Optimizing RAM on a Jetson Orin Nano Super for Local LLM Inference
The Jetson Orin Nano Super ships with 8GB of unified LPDDR5 memory shared between CPU and GPU. That sounds generous until you factor in the operating system, background services, and the model weights you actually want to run. A stock JetPack installation quietly consumes 1.5 to 2GB before your workload even starts. Here is how to reclaim most of it with three targeted changes.
Why Unified Memory Changes the Equation
On a conventional PC, system RAM and GPU VRAM are separate pools. On the Jetson, every process (the OS, your application, and the GPU inference engine) draws from the same 8GB. This means a desktop environment sitting idle is not just a cosmetic waste: it is directly competing with the GPU for the memory bandwidth your model needs.

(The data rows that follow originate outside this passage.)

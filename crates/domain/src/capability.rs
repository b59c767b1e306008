use serde::{Deserialize, Serialize};

/// LLM model capabilities advertised by a configured provider/model pair.
#[derive(Debug, Clone, Serialize, Deserialize)]
pub struct LlmCapabilities {
    pub supports_tools: ToolSupport,
    pub supports_json_mode: bool,
    #[serde(skip_serializing_if = "Option::is_none")]
    pub context_window_tokens: Option<u32>,
    #[serde(skip_serializing_if = "Option::is_none")]
    pub max_output_tokens: Option<u32>,
}

impl Default for LlmCapabilities {
    fn default() -> Self {
        Self {
            supports_tools: ToolSupport::None,
            supports_json_mode: false,
            context_window_tokens: None,
            max_output_tokens: None,
        }
    }
}

/// Tool support level.
#[derive(Debug, Clone, Copy, PartialEq, Eq, Serialize, Deserialize)]
#[serde(rename_all = "snake_case")]
pub enum ToolSupport {
    /// No tool calling support.
    None,
    /// Basic tool calling (function calling).
    Basic,
    /// Strict JSON schema-validated tool calling.
    StrictJson,
}
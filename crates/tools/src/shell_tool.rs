//! `shell_run`: the one illustrative high-risk tool, gated by an explicit
//! program allowlist (`ToolsConfig::shell_allowlist`).
//!
//! Never goes through a shell interpreter — `argv[0]` is execed directly via
//! [`tokio::process::Command`], so there is no shell metacharacter surface
//! to sanitize. Output is truncated with the same UTF-8-boundary-safe idiom
//! `contextpack` uses for context sections, against
//! `ToolsConfig::max_output_chars`.

use std::sync::Arc;
use std::time::Duration;

use async_trait::async_trait;
use sa_domain::config::ToolsConfig;
use serde_json::Value;
use tokio::process::Command;

use crate::tool::{RiskLevel, Tool, ToolError};

/// Truncate `content` to `max_chars` bytes at a UTF-8 boundary, appending a
/// marker if anything was cut. Mirrors `contextpack::truncation::truncate_per_file`.
pub fn truncate(content: &str, max_chars: usize) -> (String, bool) {
    if content.len() <= max_chars {
        return (content.to_string(), false);
    }
    let boundary = content.floor_char_boundary(max_chars);
    let mut result = content[..boundary].to_string();
    result.push_str("\n\n[TRUNCATED]\n");
    (result, true)
}

pub struct ShellRunTool {
    config: Arc<ToolsConfig>,
    schema: Value,
}

impl ShellRunTool {
    pub fn new(config: Arc<ToolsConfig>) -> Self {
        let schema = serde_json::json!({
            "type": "object",
            "properties": {
                "program": {"type": "string"},
                "args": {"type": "array"},
            },
            "required": ["program"],
            "additionalProperties": false,
        });
        Self { config, schema }
    }
}

#[async_trait]
impl Tool for ShellRunTool {
    fn name(&self) -> &str {
        "shell_run"
    }
    fn description(&self) -> &str {
        "Run an allowlisted program (no shell interpreter) and capture its output."
    }
    fn parameters_schema(&self) -> &Value {
        &self.schema
    }
    fn risk_level(&self) -> RiskLevel {
        RiskLevel::High
    }

    async fn call(&self, params: Value) -> Result<Value, ToolError> {
        let program = params["program"].as_str().unwrap_or_default();
        if !self.config.shell_allowlist.iter().any(|p| p == program) {
            return Ok(serde_json::json!({
                "error": format!("program '{program}' is not in the shell allowlist"),
            }));
        }

        let args: Vec<String> = params
            .get("args")
            .and_then(Value::as_array)
            .map(|values| {
                values
                    .iter()
                    .map(|v| v.as_str().unwrap_or_default().to_string())
                    .collect()
            })
            .unwrap_or_default();

        let mut command = Command::new(program);
        command.args(&args).kill_on_drop(true);

        let timeout = Duration::from_secs(self.config.shell_timeout_sec);
        let output = match tokio::time::timeout(timeout, command.output()).await {
            Ok(Ok(output)) => output,
            Ok(Err(e)) => {
                return Err(ToolError::Execution(format!(
                    "failed to run '{program}': {e}"
                )))
            }
            Err(_) => {
                return Ok(serde_json::json!({
                    "error": format!(
                        "'{program}' timed out after {}s",
                        self.config.shell_timeout_sec
                    ),
                }))
            }
        };

        let (stdout, stdout_truncated) = truncate(
            &String::from_utf8_lossy(&output.stdout),
            self.config.max_output_chars,
        );
        let (stderr, stderr_truncated) = truncate(
            &String::from_utf8_lossy(&output.stderr),
            self.config.max_output_chars,
        );

        Ok(serde_json::json!({
            "program": program,
            "args": args,
            "exit_code": output.status.code(),
            "stdout": stdout,
            "stderr": stderr,
            "stdout_truncated": stdout_truncated,
            "stderr_truncated": stderr_truncated,
        }))
    }
}
//! Event producers (C3). Adapters only ever push onto the queue (or, for
//! HTTP, additionally block on a waiter) — none of them touch routing,
//! invocation, or the store's write-once tables directly.

pub mod http;
pub mod timer;
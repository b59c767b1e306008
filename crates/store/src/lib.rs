//! Durable store (C1), event queue (C2), and context manager (C5).
//!
//! A single embedded SQLite database backs all persisted entities
//! (events, invocations, tool calls, approvals, projects, history, tasks).
//! Every table module builds its writes on [`store::Store::with_tx`].

pub mod approvals;
pub mod context;
pub mod ids;
pub mod invocations;
pub mod queue;
pub mod store;
pub mod tasks;
pub mod tool_calls;

pub use approvals::{Approval, Approvals};
pub use context::{ContextManager, HistoryEntry, Project, Summarizer};
pub use invocations::{Invocation, Invocations};
pub use queue::{Event, EventQueue};
pub use store::Store;
pub use tasks::{Task, Tasks};
pub use tool_calls::{ToolCall, ToolCalls};
use serde::{Deserialize, Serialize};

// ━━━━━━━━━━━━━━━━━━━━━━━━━━━━━━━━━━━━━━━━━━━━━━━━━━━━━━━━━━━━━━━━━━
// LLM provider configuration
// ━━━━━━━━━━━━━━━━━━━━━━━━━━━━━━━━━━━━━━━━━━━━━━━━━━━━━━━━━━━━━━━━━━

#[derive(Debug, Clone, Serialize, Deserialize, Default)]
pub struct LlmConfig {
    #[serde(default = "d_20000u")]
    pub default_timeout_ms: u64,
    #[serde(default = "d_2")]
    pub max_retries: u32,
    /// Registered LLM providers. Exactly one concrete kind is supported
    /// (`openai_compat`) — this is a single-adapter transport, not a
    /// multi-provider fan-out or tiered router.
    #[serde(default)]
    pub providers: Vec<ProviderConfig>,
}

#[derive(Debug, Clone, Serialize, Deserialize)]
pub struct ProviderConfig {
    pub id: String,
    #[serde(default)]
    pub kind: ProviderKind,
    pub base_url: String,
    #[serde(default)]
    pub auth: AuthConfig,
    #[serde(default)]
    pub default_model: Option<String>,
}

#[derive(Debug, Clone, Copy, PartialEq, Eq, Serialize, Deserialize, Default)]
#[serde(rename_all = "snake_case")]
pub enum ProviderKind {
    #[default]
    OpenaiCompat,
    AzureOpenai,
}

#[derive(Debug, Clone, Serialize, Deserialize, Default)]
pub struct AuthConfig {
    #[serde(default)]
    pub mode: AuthMode,
    /// Env var holding the API key. Resolved once at provider construction —
    /// there is no key rotation, matching the one-key-per-model-entry
    /// semantics of the original configuration format.
    #[serde(default)]
    pub env: Option<String>,
    /// Direct key (config-only setups; prefer `env`).
    #[serde(default)]
    pub key: Option<String>,
}

#[derive(Debug, Clone, Copy, PartialEq, Eq, Serialize, Deserialize, Default)]
#[serde(rename_all = "snake_case")]
pub enum AuthMode {
    #[default]
    ApiKey,
    None,
}

// ── serde default helpers ───────────────────────────────────────────

fn d_20000u() -> u64 {
    20_000
}
fn d_2() -> u32 {
    2
}

#[cfg(test)]
mod tests {
    use super::*;

    #[test]
    fn provider_kind_default_is_openai_compat() {
        assert_eq!(ProviderKind::default(), ProviderKind::OpenaiCompat);
    }

    #[test]
    fn auth_mode_default_is_api_key() {
        assert_eq!(AuthMode::default(), AuthMode::ApiKey);
    }

    #[test]
    fn llm_config_defaults() {
        let cfg = LlmConfig::default();
        assert_eq!(cfg.default_timeout_ms, 20_000);
        assert_eq!(cfg.max_retries, 2);
        assert!(cfg.providers.is_empty());
    }

    #[test]
    fn deserialize_provider_minimal() {
        let json = r#"{"id": "local", "base_url": "http://localhost:8000/v1"}"#;
        let p: ProviderConfig = serde_json::from_str(json).unwrap();
        assert_eq!(p.id, "local");
        assert_eq!(p.kind, ProviderKind::OpenaiCompat);
        assert_eq!(p.auth.mode, AuthMode::ApiKey);
    }
}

The three optimizations below are independent of whatever workload you run. They apply to any Jetson Orin Nano Super used as a dedicated inference node.
1. Disable the Desktop GUI (recover ~800MB)
A fresh JetPack installation boots into a full Ubuntu desktop environment (GNOME with all its services). If your Jetson is headless or serves a browser-based interface, that desktop costs roughly 800MB for nothing.
sudo systemctl set-default multi-user.target
sudo systemctl isolate multi-user.target
The first command makes headless mode permanent across reboots. The second applies it immediately without a restart. To revert at any point, replace multi-user.target with graphical.target.
2. Disable nvargus-daemon
JetPack ships with nvargus-daemon, the ISP and camera stack for Jetson's sensor interface. If your project does not use a camera, this service runs in the background consuming resources for no reason.
sudo systemctl disable nvargus-daemon --now
The --now flag stops it immediately in addition to disabling it on future boots. The savings are modest (a few dozen MB) but it is a zero-risk change.
3. Add a Disk-Backed Swapfile (the ZRAM trap)
A stock JetPack already has swap enabled. Running swapon --show reveals something like this:
NAME TYPE SIZE USED PRIO
/dev/zram0 partition 635M 0B 100
/dev/zram1 partition 635M 0B 100
...
Six ZRAM devices for roughly 3.8GB of swap total. ZRAM compresses memory pages in-place rather than writing them to disk. It is fast and useful for general OS pressure, but it has a fundamental limitation for LLM workloads: it is still backed by RAM. When Ollama loads a model that barely fits in 8GB and needs to spill memory somewhere, ZRAM offers no real escape hatch.
A disk-backed swapfile on the NVMe is what provides genuine overflow capacity. First, check your current storage layout:
lsblk -o NAME,SIZE,MOUNTPOINT,FSTYPE
The Jetson Orin Nano Super boots from a microSD card by default. The NVMe, if present, will appear as nvme0n1 with no mountpoint unless you explicitly mounted it or migrated your root filesystem to it (as covered in the NVMe migration guide). Depending on your setup, you have two cases.
If the NVMe is your root disk (/ mounted on nvme0n1p1), place the swapfile under /var/swap directly:
SWAP_PATH=/var/swap
sudo fallocate -l 8G $SWAP_PATH
sudo chmod 600 $SWAP_PATH
sudo mkswap $SWAP_PATH
sudo swapon $SWAP_PATH
echo "$SWAP_PATH none swap sw 0 0" | sudo tee -a /etc/fstab
If the NVMe is a separate, unmounted drive, mount it first:
sudo mkdir -p /mnt/nvme
sudo mount /dev/nvme0n1p1 /mnt/nvme
SWAP_PATH=/mnt/nvme/swapfile
Then run the same fallocate block above. Add the mount itself to /etc/fstab as well so it persists across reboots.
After this, ZRAM and the NVMe swapfile coexist. Linux assigns higher priority to ZRAM (it is faster) and falls back to the NVMe file under real memory pressure. On a 232GB NVMe, 8GB of swapfile costs essentially nothing.